Reason magazine's Radley Balko and Roger Koppl, director of the Institute for Forensic Science Administration at Fairleigh Dickinson University, have a new piece up at Slate on the growing reliance on forensic science and the need to fix a system that is tilted heavily in favor of prosecutors:
The use of forensic science in criminal trials is critically important. But reforms of the system are also desperately needed. It's not enough to weed out the incompetent scientists. We need to begin to monitor even the good ones. One major barrier to improving forensic evidence in criminal trials is that in most jurisdictions, the state has a monopoly on experts. Crime lab analysts and medical examiners (and to a lesser extent DNA technicians) typically work for the government and are generally seen as part of the prosecution's "team," much like the police and investigators. Yes, science is science, and it would be nice to believe that scientists will always get at the truth no matter whom they report to. But studies have consistently shown that even conscientious scientists can be affected by cognitive bias. A scientist whose job performance is evaluated by a senior official in the district attorney or state attorney general's office may feel subtle pressure to return results that produce convictions.
Some of the reforms they recommend:
Forensic counsel for the indigent. In many jurisdictions, indigent defendants aren't given access to their own forensic experts. As a result, the only expert witnesses are often testifying for the prosecution–experts that come prepackaged with the inherent biases noted above. This undermines the whole adversarial basis of our criminal justice system. Indigent defendants should be given vouchers to hire their own experts, who can review the forensic analysis and conclusions of each prosecution expert.

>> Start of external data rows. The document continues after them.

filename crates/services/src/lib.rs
pub mod services;
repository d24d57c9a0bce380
pub mod logging;
pub mod response;
use std::sync::Arc;

use axum::{Router, extract::DefaultBodyLimit};
use db::DBService;
use services::services::{
    claude_api::ClaudeApiClient,
    document_store::DocumentStore,
    loading_optimizer::{LoadingError, LoadingOptimizer},
};
use tower_http::trace::TraceLayer;
use tracing::{info, warn};

pub mod config;
pub mod error;
pub mod routes;

use config::ServerConfig;

/// Log directives used when `RUST_LOG` is not set.
pub const DEFAULT_LOG_DIRECTIVES: &str = "info,trucktetris_server=debug,services=debug";

/// Shared handler state. Cloned per request; every field is a handle.
#[derive(Clone)]
pub struct AppState {
    pub db: DBService,
    pub documents: DocumentStore,
    pub optimizer: Option<LoadingOptimizer>,
    pub max_upload_bytes: usize,
}

impl AppState {
    /// Open the database, prepare the document directory and, when an API
    /// key is configured, the model client.
    pub async fn from_config(config: &ServerConfig) -> anyhow::Result<Self> {
        let db = DBService::new(&config.database_url).await?;

        let documents = DocumentStore::new(&config.document_dir);
        documents.ensure_root().await?;

        let optimizer = match &config.claude {
            Some(claude) => {
                let client = ClaudeApiClient::new(claude.clone())?;
                info!(model = %client.model(), "Claude client configured");
                Some(LoadingOptimizer::new(Arc::new(client)).with_max_tokens(config.max_tokens))
            }
            None => {
                warn!("ANTHROPIC_API_KEY is not set; loading optimization is disabled");
                None
            }
        };

        Ok(Self {
            db,
            documents,
            optimizer,
            max_upload_bytes: config.max_upload_bytes,
        })
    }

    pub fn optimizer(&self) -> Result<&LoadingOptimizer, LoadingError> {
        self.optimizer
            .as_ref()
            .ok_or_else(|| LoadingError::Configuration("ANTHROPIC_API_KEY is not set".to_string()))
    }
}

pub fn build_router(state: AppState) -> Router {
    Router::new()
        .nest("/api", routes::router(&state))
        .layer(DefaultBodyLimit::max(state.max_upload_bytes))
        .layer(TraceLayer::new_for_http())
        .with_state(state)
}
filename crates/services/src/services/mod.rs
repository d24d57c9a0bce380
pub mod claude_api;
pub mod document_store;
pub mod loading_optimizer;
pub mod loading_prompt;
pub mod response_sanitizer;
pub mod scripted_generator;
use axum::{Router, response::Json as ResponseJson, routing::get};
use utils::response::ApiResponse;

use crate::AppState;

pub mod loading;
pub mod orders;

/// GET /api/health
pub async fn health_check() -> ResponseJson<ApiResponse<&'static str>> {
    ResponseJson(ApiResponse::success("OK"))
}

pub fn router(state: &AppState) -> Router<AppState> {
    Router::new()
        .route("/health", get(health_check))
        .merge(orders::router(state))
        .merge(loading::router(state))
}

Expert independence. Crime labs, DNA labs, and medical examiners shouldn't serve under the same bureaucracy as district attorneys and police agencies. If these experts must work for the government, they should report to an independent state agency, if not the courts themselves. There should be a wall of separation between analysis and interpretation. Thus, an independent medical examiner would, for instance, perform and videotape the actual procedure in an autopsy. The prosecution and defense would then each bring in their own experts to interpret the results in court. When the same expert performs both the analysis and interpretation, defense experts are often at a disadvantage, having to rely on the notes and photos of the same expert whose testimony they're disputing.
Rivalrous redudancy. Whether the state uses its own labs or contracts out to private labs, evidence should periodically and systematically be sent out to yet another competing lab for verification. The state's labs should be made aware that their work will occasionally be checked but not told when. In addition to helping discover errors that might otherwise go undetected, the introduction of competition to government labs would all but remove any subconscious incentive to appease police and prosecutors and would strengthen the incentive for a more objective analysis.